Python正則表達式re模塊

本文轉載自查看原文 2019-04-01 11:33 610

什么是正則表達式

世界上信息非常多，而我們關注的信息有限，加入我們希望只提取出關注的數據，此時可以通過一些表達式進行提取，正則表達式就是其中一種進行數據篩選的表達式。

正則表達式的通用語法

表達式	描述
()	括起來的部分就是要提取的，可以用來分組
.	匹配除換行符以外的所有單個字符
X*	匹配X(單個字符)零次或多次
X+	匹配X(單個字符)一次或多次
.*	匹配任意字符任意次(換行符除外)
?	匹配該字符前面的字符0次或1次
\d	匹配數字
\b	匹配單詞的開始或結束
\w	匹配數字或者字母或下划線或漢字
{n}	表示匹配n個字符
{n,m}	表示匹配n-m個字符
\s	匹配空格
[]	表示范圍，如[0-9a-zA-Z]表示匹配數字小寫字母和大寫字母
^	表示匹配以某元素開頭，該字符在[]中如[^0-2]，表示不包含0-2
$	表示匹配以某元素結尾
A\|B	匹配A或者B

re模塊

在Python中，使用內置的re模塊來使用正則表達式，正則表達式使用\對特殊的字符進行轉義，如匹配“baidu.com”，我們需要使用正則表達式"baidu\.com"，但是Python的\本身也需要\轉義，因此上面的正則表達式使用Python應該寫成"baidu\\.com"，很不方便，我們可以使用Python的原始字符串，只需要加上r前綴，這樣的話，上面的正則表達式可以寫成：

1 r"baidu.com"

re模塊的使用步驟一般為：

1）使用compile函數將正則表達式的字符串形式編譯為一個Pattern對象。

2）通過Pattern對象提供的方法對文本進行查找，獲得匹配的結果（Match對象）。

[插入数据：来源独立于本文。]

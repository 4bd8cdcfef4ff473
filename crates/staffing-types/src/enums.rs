//! Enumeration types for project staffing.
//!
//! Both enums round-trip through the strings stored in `PostgreSQL`, so the
//! string mappings here are the canonical ones.

use core::str::FromStr;

use serde::{Deserialize, Serialize};

/// A string that does not name any variant of the target enum.
#[derive(Debug, Clone, PartialEq, Eq, thiserror::Error)]
#[error("unknown {kind} value: {value:?}")]
pub struct UnknownVariant {
    /// Which enum was being parsed.
    pub kind: &'static str,
    /// The rejected input.
    pub value: String,
}

// ---------------------------------------------------------------------------
// Lifecycle status
// ---------------------------------------------------------------------------

/// Soft-delete lifecycle shared by projects and employees.
///
/// Rows are never physically removed. Default reads only return
/// [`LifecycleStatus::Active`] rows.
///
/// Transitions:
///
/// | From | To |
/// |------|----|
/// | Active | Inactive, Excluded |
/// | Inactive | Active, Excluded |
/// | Excluded | (terminal) |
#[derive(Debug, Clone, Copy, PartialEq, Eq, PartialOrd, Ord, Hash, Serialize, Deserialize)]
#[serde(rename_all = "snake_case")]
pub enum LifecycleStatus {
    /// Visible to default reads and eligible for roster changes.
    Active,
    /// Temporarily disabled; may be reactivated.
    Inactive,
    /// Soft-deleted. Never becomes visible again.
    Excluded,
}

impl LifecycleStatus {
    /// Whether rows with this status are visible to default reads.
    pub const fn is_active(self) -> bool {
        matches!(self, Self::Active)
    }

    /// Whether moving from `self` to `next` is a permitted transition.
    ///
    /// Staying in the same status is always permitted.
    pub const fn can_transition_to(self, next: Self) -> bool {
        match (self, next) {
            (Self::Excluded, Self::Excluded)
            | (Self::Active | Self::Inactive, _) => true,
            (Self::Excluded, _) => false,
        }
    }

    /// The `PostgreSQL` enum label for this status.
    pub const fn as_db_str(self) -> &'static str {
        match self {
            Self::Active => "active",
            Self::Inactive => "inactive",
            Self::Excluded => "excluded",
        }
    }
}

impl FromStr for LifecycleStatus {
    type Err = UnknownVariant;

    fn from_str(s: &str) -> Result<Self, Self::Err> {
        match s {
            "active" => Ok(Self::Active),
            "inactive" => Ok(Self::Inactive),
            "excluded" => Ok(Self::Excluded),
            other => Err(UnknownVariant {
                kind: "lifecycle status",
                value: other.to_owned(),
            }),
        }
    }
}

impl core::fmt::Display for LifecycleStatus {
    fn fmt(&self, f: &mut core::fmt::Formatter<'_>) -> core::fmt::Result {
        f.write_str(self.as_db_str())
    }
}

// ---------------------------------------------------------------------------
// Membership action
// ---------------------------------------------------------------------------

/// The kind of roster change recorded by a membership log entry.
#[derive(Debug, Clone, Copy, PartialEq, Eq, PartialOrd, Ord, Hash, Serialize, Deserialize)]
#[serde(rename_all = "SCREAMING_SNAKE_CASE")]
pub enum MembershipAction {
    /// The employee joined the project roster.
    Added,
    /// The employee left the project roster.
    Removed,
}

impl MembershipAction {
    /// The `PostgreSQL` enum label for this action.
    pub const fn as_db_str(self) -> &'static str {
        match self {
            Self::Added => "ADDED",
            Self::Removed => "REMOVED",
        }
    }
}

impl FromStr for MembershipAction {
    type Err = UnknownVariant;

    fn from_str(s: &str) -> Result<Self, Self::Err> {
        match s {
            "ADDED" => Ok(Self::Added),
            "REMOVED" => Ok(Self::Removed),
            other => Err(UnknownVariant {
                kind: "membership action",
                value: other.to_owned(),
            }),
        }
    }
}

impl core::fmt::Display for MembershipAction {
    fn fmt(&self, f: &mut core::fmt::Formatter<'_>) -> core::fmt::Result {
        f.write_str(self.as_db_str())
    }
}
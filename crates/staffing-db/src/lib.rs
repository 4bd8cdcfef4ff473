//! `PostgreSQL` data layer for project rosters.
//!
//! Implements every storage seam of `staffing-roster` on top of [`sqlx`].
//! Reconciliations run in one database transaction with the project row
//! locked; reads go straight to the pool.
//!
//! # Tables
//!
//! ```text
//! projects ----------+
//!                    +-- project_employees  (roster join, PK project+employee)
//! employees ---------+
//!                    +-- membership_log     (append-only, triggers reject UPDATE/DELETE)
//! ```
//!
//! # Modules
//!
//! - [`postgres`] -- Connection pool and transactions
//! - [`project_store`] -- Project resolution with `FOR UPDATE`
//! - [`employee_store`] -- All-or-nothing employee resolution
//! - [`roster_store`] -- Membership row writes
//! - [`membership_log`] -- Log appends
//! - [`roster_reader`] -- Read-only joins and history
//! - [`rows`] -- Row types and decoding
//! - [`error`] -- Shared error types

pub mod employee_store;
pub mod error;
pub mod membership_log;
pub mod postgres;
pub mod project_store;
pub mod roster_reader;
pub mod roster_store;
pub mod rows;

use staffing_roster::{DuplicatePolicy, RosterCoordinator};

// Re-export primary types for convenience.
pub use employee_store::PgEmployeeResolver;
pub use error::DbError;
pub use membership_log::PgMembershipLog;
pub use postgres::{PgTransaction, PostgresPool};
pub use project_store::PgProjectResolver;
pub use roster_reader::PgRosterReader;
pub use roster_store::PgRosterStore;
pub use rows::{EmployeeRow, MembershipLogRow, ProjectRow};

/// A coordinator wired to `PostgreSQL` for every collaborator.
pub type PgRosterCoordinator = RosterCoordinator<
    PostgresPool,
    PgProjectResolver,
    PgEmployeeResolver,
    PgRosterStore,
    PgMembershipLog,
>;

impl PostgresPool {
    /// A coordinator that runs reconciliations on this pool.
    pub fn coordinator(&self, duplicate_policy: DuplicatePolicy) -> PgRosterCoordinator {
        RosterCoordinator::new(
            self.clone(),
            PgProjectResolver,
            PgEmployeeResolver,
            PgRosterStore,
            PgMembershipLog,
        )
        .with_duplicate_policy(duplicate_policy)
    }

    /// Read queries on this pool.
    pub const fn reader(&self) -> PgRosterReader<'_> {
        PgRosterReader::new(self.pool())
    }
}
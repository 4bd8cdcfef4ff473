//! Membership audit log construction.
//!
//! One [`MembershipLogEntry`] is built per changed employee. Writers
//! ([`AuditLogWriter`]) only ever append, and always inside the caller's
//! transaction. There is no update or delete operation. A wrong change is
//! corrected by reconciling again, which appends compensating entries.

use std::future::Future;

use chrono::{DateTime, NaiveDate, Utc};
use staffing_types::{
    ActorId, Employee, MembershipAction, MembershipLogEntry, MembershipLogEntryId, Project,
};

use crate::error::RosterError;

/// Appends log entries inside an existing transaction.
///
/// Implementations must not begin or commit transactions of their own.
pub trait AuditLogWriter<Tx>: Send + Sync {
    /// Append `entries` in order.
    fn append(
        &self,
        tx: &mut Tx,
        entries: &[MembershipLogEntry],
    ) -> impl Future<Output = Result<(), RosterError>> + Send;
}

/// Fields shared by every entry written for one reconciliation.
#[derive(Debug, Clone, Copy)]
pub struct LogContext<'a> {
    /// The project whose roster changed.
    pub project: &'a Project,
    /// The user requesting the change.
    pub actor_id: ActorId,
    /// Business date of the change.
    pub effective_date: NaiveDate,
    /// Write timestamp stamped on every entry.
    pub created_at: DateTime<Utc>,
}

/// Build one log entry per `(employee, action)` pair.
pub fn build_log_entries(
    context: &LogContext<'_>,
    changes: &[(&Employee, MembershipAction)],
) -> Vec<MembershipLogEntry> {
    changes
        .iter()
        .map(|(employee, action)| MembershipLogEntry {
            id: MembershipLogEntryId::new(),
            project_id: context.project.id,
            employee_id: employee.id,
            action: *action,
            effective_date: context.effective_date,
            description: describe_change(employee, context.project, *action),
            actor_id: context.actor_id,
            created_at: context.created_at,
        })
        .collect()
}

/// Human-readable description of a single change.
pub fn describe_change(employee: &Employee, project: &Project, action: MembershipAction) -> String {
    match action {
        MembershipAction::Added => {
            format!("{} added to project {}", employee.name, project.name)
        }
        MembershipAction::Removed => {
            format!("{} removed from project {}", employee.name, project.name)
        }
    }
}
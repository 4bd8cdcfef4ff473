//! Request validation for roster reconciliation.
//!
//! Validation is explicit: a [`ReconcileRequest`] is checked by plain
//! functions before any transaction opens, so a rejected request never
//! touches a store.

use std::collections::HashSet;

use chrono::NaiveDate;
use serde::Deserialize;
use staffing_types::{ActorId, EmployeeId, ProjectId};

use crate::error::RosterError;

/// How repeated employee ids in a desired roster are treated.
#[derive(Debug, Clone, Copy, Default, PartialEq, Eq, Deserialize)]
#[serde(rename_all = "snake_case")]
pub enum DuplicatePolicy {
    /// Silently collapse repeats; the diff is computed over the set.
    #[default]
    Deduplicate,
    /// Reject the request with a validation error.
    Reject,
}

/// A request to replace a project's roster.
#[derive(Debug, Clone, PartialEq, Eq)]
pub struct ReconcileRequest {
    /// The project whose roster is replaced.
    pub project_id: ProjectId,
    /// The complete desired roster. Empty means "remove everyone".
    pub desired: Vec<EmployeeId>,
    /// The user requesting the change.
    pub actor_id: ActorId,
    /// Business date recorded on every log entry.
    pub effective_date: NaiveDate,
}

impl ReconcileRequest {
    /// Build a request.
    pub const fn new(
        project_id: ProjectId,
        desired: Vec<EmployeeId>,
        actor_id: ActorId,
        effective_date: NaiveDate,
    ) -> Self {
        Self {
            project_id,
            desired,
            actor_id,
            effective_date,
        }
    }
}

/// Turn the desired id list into a set according to `policy`.
///
/// # Errors
///
/// Returns [`RosterError::Validation`] if `policy` is
/// [`DuplicatePolicy::Reject`] and an id appears more than once.
pub fn normalize_desired(
    desired: &[EmployeeId],
    policy: DuplicatePolicy,
) -> Result<HashSet<EmployeeId>, RosterError> {
    let mut set = HashSet::with_capacity(desired.len());
    for id in desired {
        if !set.insert(*id) && policy == DuplicatePolicy::Reject {
            return Err(RosterError::Validation(format!(
                "employee {id} appears more than once in the desired roster"
            )));
        }
    }
    Ok(set)
}

/// Check every field of `request` that can be checked without a store.
///
/// Returns the normalized desired set.
///
/// # Errors
///
/// Returns [`RosterError::Validation`] for a nil project or actor id, a
/// nil employee id, or (under [`DuplicatePolicy::Reject`]) repeated ids.
pub fn validate_request(
    request: &ReconcileRequest,
    policy: DuplicatePolicy,
) -> Result<HashSet<EmployeeId>, RosterError> {
    if request.project_id.is_nil() {
        return Err(RosterError::Validation(String::from("project id must not be nil")));
    }
    if request.actor_id.is_nil() {
        return Err(RosterError::Validation(String::from("actor id must not be nil")));
    }
    if request.desired.iter().any(|id| id.is_nil()) {
        return Err(RosterError::Validation(String::from(
            "employee ids must not be nil",
        )));
    }
    normalize_desired(&request.desired, policy)
}

#[cfg(test)]
mod tests {
    use uuid::Uuid;

    use super::*;
    use crate::error::RosterErrorKind;

    fn date() -> NaiveDate {
        NaiveDate::from_ymd_opt(2026, 3, 1).unwrap_or_default()
    }

    #[test]
    fn duplicates_collapse_by_default() {
        let a = EmployeeId::new();
        let set = normalize_desired(&[a, a, a], DuplicatePolicy::default());
        assert_eq!(set.map(|s| s.len()).ok(), Some(1));
    }

    #[test]
    fn duplicates_rejected_under_reject_policy() {
        let a = EmployeeId::new();
        let err = normalize_desired(&[a, EmployeeId::new(), a], DuplicatePolicy::Reject);
        assert!(matches!(err, Err(RosterError::Validation(msg)) if msg.contains(&a.to_string())));
    }

    #[test]
    fn empty_desired_is_valid() {
        let request = ReconcileRequest::new(ProjectId::new(), Vec::new(), ActorId::new(), date());
        let set = validate_request(&request, DuplicatePolicy::Reject);
        assert!(set.is_ok_and(|s| s.is_empty()));
    }

    #[test]
    fn nil_actor_is_rejected() {
        let request = ReconcileRequest::new(
            ProjectId::new(),
            vec![EmployeeId::new()],
            ActorId::from(Uuid::nil()),
            date(),
        );
        let err = validate_request(&request, DuplicatePolicy::Deduplicate).err();
        assert_eq!(err.map(|e| e.kind()), Some(RosterErrorKind::Validation));
    }

    #[test]
    fn nil_employee_is_rejected() {
        let request = ReconcileRequest::new(
            ProjectId::new(),
            vec![EmployeeId::from(Uuid::nil())],
            ActorId::new(),
            date(),
        );
        assert!(validate_request(&request, DuplicatePolicy::Deduplicate).is_err());
    }
}
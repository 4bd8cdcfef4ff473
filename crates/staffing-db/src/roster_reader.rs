//! Read-only roster queries.
//!
//! Plain joins over `project_employees`, filtered to active rows on both
//! sides. These run on the pool outside any reconciliation transaction and
//! therefore only ever see committed rosters.

use sqlx::PgPool;
use staffing_roster::{RosterError, RosterReader};
use staffing_types::{Employee, EmployeeId, MembershipLogEntry, Project, ProjectId};

use crate::error::DbError;
use crate::rows::{EmployeeRow, MembershipLogRow, ProjectRow, decode_all};

/// Read queries bound to a connection pool.
#[derive(Debug, Clone, Copy)]
pub struct PgRosterReader<'a> {
    pool: &'a PgPool,
}

impl<'a> PgRosterReader<'a> {
    /// Create a reader bound to a connection pool.
    pub const fn new(pool: &'a PgPool) -> Self {
        Self { pool }
    }

    /// Active employees on an active project.
    ///
    /// # Errors
    ///
    /// Returns [`DbError::Postgres`] if the query fails.
    pub async fn get_employees_for_project(
        &self,
        project_id: ProjectId,
    ) -> Result<Vec<Employee>, DbError> {
        let rows = sqlx::query_as::<_, EmployeeRow>(
            r"SELECT e.id, e.name, e.status::TEXT AS status
              FROM project_employees pe
              JOIN projects p ON p.id = pe.project_id
              JOIN employees e ON e.id = pe.employee_id
              WHERE pe.project_id = $1
                AND p.status = 'active'
                AND e.status = 'active'
              ORDER BY e.name, e.id",
        )
        .bind(project_id.into_inner())
        .fetch_all(self.pool)
        .await?;

        decode_all(rows)
    }

    /// Active projects an active employee belongs to.
    ///
    /// # Errors
    ///
    /// Returns [`DbError::Postgres`] if the query fails.
    pub async fn get_projects_for_employee(
        &self,
        employee_id: EmployeeId,
    ) -> Result<Vec<Project>, DbError> {
        let rows = sqlx::query_as::<_, ProjectRow>(
            r"SELECT p.id, p.name, p.status::TEXT AS status
              FROM project_employees pe
              JOIN projects p ON p.id = pe.project_id
              JOIN employees e ON e.id = pe.employee_id
              WHERE pe.employee_id = $1
                AND p.status = 'active'
                AND e.status = 'active'
              ORDER BY p.name, p.id",
        )
        .bind(employee_id.into_inner())
        .fetch_all(self.pool)
        .await?;

        decode_all(rows)
    }

    /// The full log for a project, oldest first.
    ///
    /// # Errors
    ///
    /// Returns [`DbError::Postgres`] if the query fails.
    pub async fn get_log_by_project(
        &self,
        project_id: ProjectId,
    ) -> Result<Vec<MembershipLogEntry>, DbError> {
        let rows = sqlx::query_as::<_, MembershipLogRow>(
            r"SELECT id, project_id, employee_id, action::TEXT AS action, effective_date, description, actor_id, created_at
              FROM membership_log
              WHERE project_id = $1
              ORDER BY created_at, id",
        )
        .bind(project_id.into_inner())
        .fetch_all(self.pool)
        .await?;

        decode_all(rows)
    }
}

impl RosterReader for PgRosterReader<'_> {
    async fn employees_for_project(
        &self,
        project_id: ProjectId,
    ) -> Result<Vec<Employee>, RosterError> {
        Ok(self.get_employees_for_project(project_id).await?)
    }

    async fn projects_for_employee(
        &self,
        employee_id: EmployeeId,
    ) -> Result<Vec<Project>, RosterError> {
        Ok(self.get_projects_for_employee(employee_id).await?)
    }

    async fn membership_history(
        &self,
        project_id: ProjectId,
    ) -> Result<Vec<MembershipLogEntry>, RosterError> {
        Ok(self.get_log_by_project(project_id).await?)
    }
}
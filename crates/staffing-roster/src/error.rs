//! Error types for roster reconciliation.
//!
//! Every failure aborts the enclosing transaction and reaches the caller
//! unmodified. [`RosterError::kind`] collapses the variants into the three
//! categories callers branch on.

use staffing_types::{EmployeeId, ProjectId};

/// Errors that can occur while reading or reconciling a roster.
#[derive(Debug, thiserror::Error)]
pub enum RosterError {
    /// The project does not exist or is not active.
    #[error("project {0} not found or not active")]
    ProjectNotFound(ProjectId),

    /// One or more employees do not exist or are not active.
    #[error("employees not found or not active: {}", join_ids(.0))]
    EmployeesNotFound(Vec<EmployeeId>),

    /// The request was malformed.
    #[error("invalid roster request: {0}")]
    Validation(String),

    /// The underlying store failed.
    #[error("persistence error: {0}")]
    Persistence(String),
}

/// Coarse category of a [`RosterError`].
#[derive(Debug, Clone, Copy, PartialEq, Eq)]
pub enum RosterErrorKind {
    /// A referenced project or employee is missing or inactive.
    NotFound,
    /// The request itself was rejected.
    Validation,
    /// A store or transaction failure.
    Persistence,
}

impl RosterError {
    /// The category of this error.
    pub const fn kind(&self) -> RosterErrorKind {
        match self {
            Self::ProjectNotFound(_) | Self::EmployeesNotFound(_) => RosterErrorKind::NotFound,
            Self::Validation(_) => RosterErrorKind::Validation,
            Self::Persistence(_) => RosterErrorKind::Persistence,
        }
    }
}

fn join_ids(ids: &[EmployeeId]) -> String {
    ids.iter()
        .map(ToString::to_string)
        .collect::<Vec<_>>()
        .join(", ")
}

#[cfg(test)]
mod tests {
    use super::*;

    #[test]
    fn not_found_lists_every_missing_employee() {
        let a = EmployeeId::new();
        let b = EmployeeId::new();
        let msg = RosterError::EmployeesNotFound(vec![a, b]).to_string();
        assert!(msg.contains(&a.to_string()));
        assert!(msg.contains(&b.to_string()));
    }

    #[test]
    fn kinds() {
        assert_eq!(
            RosterError::ProjectNotFound(ProjectId::new()).kind(),
            RosterErrorKind::NotFound
        );
        assert_eq!(
            RosterError::Validation(String::from("x")).kind(),
            RosterErrorKind::Validation
        );
        assert_eq!(
            RosterError::Persistence(String::from("x")).kind(),
            RosterErrorKind::Persistence
        );
    }
}
//! Membership reconciliation.
//!
//! Pure set arithmetic: given the roster as it is and the roster as the
//! caller wants it, compute the minimal additions and removals. Nothing in
//! this module touches a store.
//!
//! ```
//! use std::collections::HashSet;
//! use staffing_roster::reconcile::diff_roster;
//! use staffing_types::EmployeeId;
//!
//! let (a, b, c) = (EmployeeId::new(), EmployeeId::new(), EmployeeId::new());
//! let current = HashSet::from([a, b]);
//! let desired = HashSet::from([b, c]);
//!
//! let diff = diff_roster(&current, &desired);
//! assert!(diff.to_add.contains(&c));
//! assert!(diff.to_remove.contains(&a));
//! assert_eq!(diff.change_count(), 2);
//! ```

use std::collections::{BTreeSet, HashSet};
use std::hash::BuildHasher;

use staffing_types::EmployeeId;

/// The changes needed to move a roster from its current to its desired state.
///
/// `to_add` and `to_remove` are always disjoint. Both are ordered so the log
/// entries written from them come out in a stable order.
#[derive(Debug, Clone, Default, PartialEq, Eq)]
pub struct RosterDiff {
    /// Employees in the desired roster but not the current one.
    pub to_add: BTreeSet<EmployeeId>,
    /// Employees in the current roster but not the desired one.
    pub to_remove: BTreeSet<EmployeeId>,
}

impl RosterDiff {
    /// Whether the current roster already equals the desired roster.
    pub fn is_empty(&self) -> bool {
        self.to_add.is_empty() && self.to_remove.is_empty()
    }

    /// Number of membership changes, i.e. the number of log entries the
    /// diff produces.
    pub fn change_count(&self) -> usize {
        self.to_add.len().saturating_add(self.to_remove.len())
    }

    /// Apply the diff to a roster, returning the resulting roster.
    pub fn apply<S>(&self, current: &HashSet<EmployeeId, S>) -> HashSet<EmployeeId, S>
    where
        S: BuildHasher + Default,
    {
        current
            .iter()
            .filter(|id| !self.to_remove.contains(id))
            .chain(self.to_add.iter())
            .copied()
            .collect()
    }
}

/// Compute `desired - current` and `current - desired`.
///
/// Linear in the size of both sets.
pub fn diff_roster<S: BuildHasher>(
    current: &HashSet<EmployeeId, S>,
    desired: &HashSet<EmployeeId, S>,
) -> RosterDiff {
    RosterDiff {
        to_add: desired.difference(current).copied().collect(),
        to_remove: current.difference(desired).copied().collect(),
    }
}
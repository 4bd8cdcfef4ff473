//! Seams between the coordinator and the stores it drives.
//!
//! The coordinator never opens connections or knows about SQL. It receives
//! a [`TransactionSource`] plus one implementation of each collaborator,
//! all parameterized over the same transaction type, so every step of a
//! reconciliation runs inside the same unit of work.
//!
//! Methods return `impl Future + Send` so implementations can be written
//! as plain `async fn` while the coordinator stays usable from
//! multi-threaded runtimes.

use std::collections::HashSet;
use std::future::Future;

use staffing_types::{Employee, EmployeeId, MembershipLogEntry, Project, ProjectId};

use crate::error::RosterError;
use crate::reconcile::RosterDiff;

/// An open unit of work.
///
/// Dropping a transaction without calling [`RosterTransaction::commit`]
/// discards every write made through it.
pub trait RosterTransaction: Send {
    /// Make every write in this transaction visible to other readers.
    fn commit(self) -> impl Future<Output = Result<(), RosterError>> + Send;
}

/// Something that can open transactions.
pub trait TransactionSource: Send + Sync {
    /// The transaction handle passed to every collaborator.
    type Tx: RosterTransaction;

    /// Open a new transaction.
    fn begin(&self) -> impl Future<Output = Result<Self::Tx, RosterError>> + Send;
}

/// Resolves a project id to an active project.
pub trait ProjectResolver<Tx>: Send + Sync {
    /// Load the project and hold a lock on it until `tx` ends.
    ///
    /// Two transactions resolving the same project must not both proceed;
    /// the second waits until the first commits or rolls back.
    ///
    /// # Errors
    ///
    /// Returns [`RosterError::ProjectNotFound`] if the project is unknown,
    /// inactive, or excluded.
    fn resolve_project(
        &self,
        tx: &mut Tx,
        project_id: ProjectId,
    ) -> impl Future<Output = Result<Project, RosterError>> + Send;
}

/// Resolves employee ids to active employees.
pub trait EmployeeResolver<Tx>: Send + Sync {
    /// Resolve every id in `ids`. All-or-nothing.
    ///
    /// # Errors
    ///
    /// Returns [`RosterError::EmployeesNotFound`] listing every id that is
    /// unknown or not active.
    fn resolve_employees(
        &self,
        tx: &mut Tx,
        ids: &HashSet<EmployeeId>,
    ) -> impl Future<Output = Result<Vec<Employee>, RosterError>> + Send;
}

/// The persisted project/employee join.
pub trait RosterStore<Tx>: Send + Sync {
    /// Current members of the project, whatever their lifecycle status.
    ///
    /// Inactive members are included so they can still be removed.
    fn load_members(
        &self,
        tx: &mut Tx,
        project_id: ProjectId,
    ) -> impl Future<Output = Result<Vec<Employee>, RosterError>> + Send;

    /// Insert the added and delete the removed membership rows.
    fn apply_diff(
        &self,
        tx: &mut Tx,
        project_id: ProjectId,
        diff: &RosterDiff,
    ) -> impl Future<Output = Result<(), RosterError>> + Send;
}

/// Read-only roster queries.
///
/// Reads only ever observe committed reconciliations and never write.
pub trait RosterReader: Send + Sync {
    /// Active employees on an active project's roster.
    ///
    /// Returns an empty list for an unknown or inactive project.
    fn employees_for_project(
        &self,
        project_id: ProjectId,
    ) -> impl Future<Output = Result<Vec<Employee>, RosterError>> + Send;

    /// Active projects whose roster includes an active employee.
    fn projects_for_employee(
        &self,
        employee_id: EmployeeId,
    ) -> impl Future<Output = Result<Vec<Project>, RosterError>> + Send;

    /// Every log entry for a project, in creation order.
    fn membership_history(
        &self,
        project_id: ProjectId,
    ) -> impl Future<Output = Result<Vec<MembershipLogEntry>, RosterError>> + Send;
}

3）使用Match對象提供的屬性和方法獲得信息，然后根據需要進行其他操作。

compile函數

compile函數用於編譯正則表達式，生成Pattern對象。

1 compile(pattern, flags=0)

說明：pattern是一個正則表達式，flag是匹配模式，如忽略大小寫等。

1 import re
2 
3 # 將正則表達式編譯成Pattern對象
4 pattern = re.compile("\d+")

Pattern對象的常用方法有：match(),search(),findall(),finditer(),split(),sub(),subn()。

1）match方法

該方法用於查找字符串的頭部，它只要找到了一個匹配的結果就返回。

1 match(string, pos=0, endpos=-1)

說明：string是待匹配的字符串，pos和endpos指定字符串的起始和終點的位置，當不指定時，默認從頭部開始匹配，當匹配成功時，返回Match對象。

import re

pattern = re.compile("\\d+")
match = pattern.match("aaa123bbb123ccc123")
print(match)  # None

match = pattern.match("aaa123bbb123ccc123", 3, 6)
print(match)  # <_sre.SRE_Match object; span=(3, 6), match='123'>

print(match.group())  # 123，返回匹配的字符串，如果需要獲得整個匹配的子串時，可以使用group()或者group(0)
print(match.start())  # 3，返回匹配的子串在整個字符串的起始位置
print(match.end())  # 6，返回匹配的子串在整個字符串的結束位置
print(match.span())  # (3, 6)，返回(start(),end())

2）search()方法

該方法用於查找字符串的任何位置，它只要找到一個匹配的結果就返回。

1 search(string, pos=0, endpos=-1):

說明：string是帶匹配的字符串，pos和endpos分別為字符串的起始和結束位置，當匹配成功時返回Match對象，匹配不成功時返回None。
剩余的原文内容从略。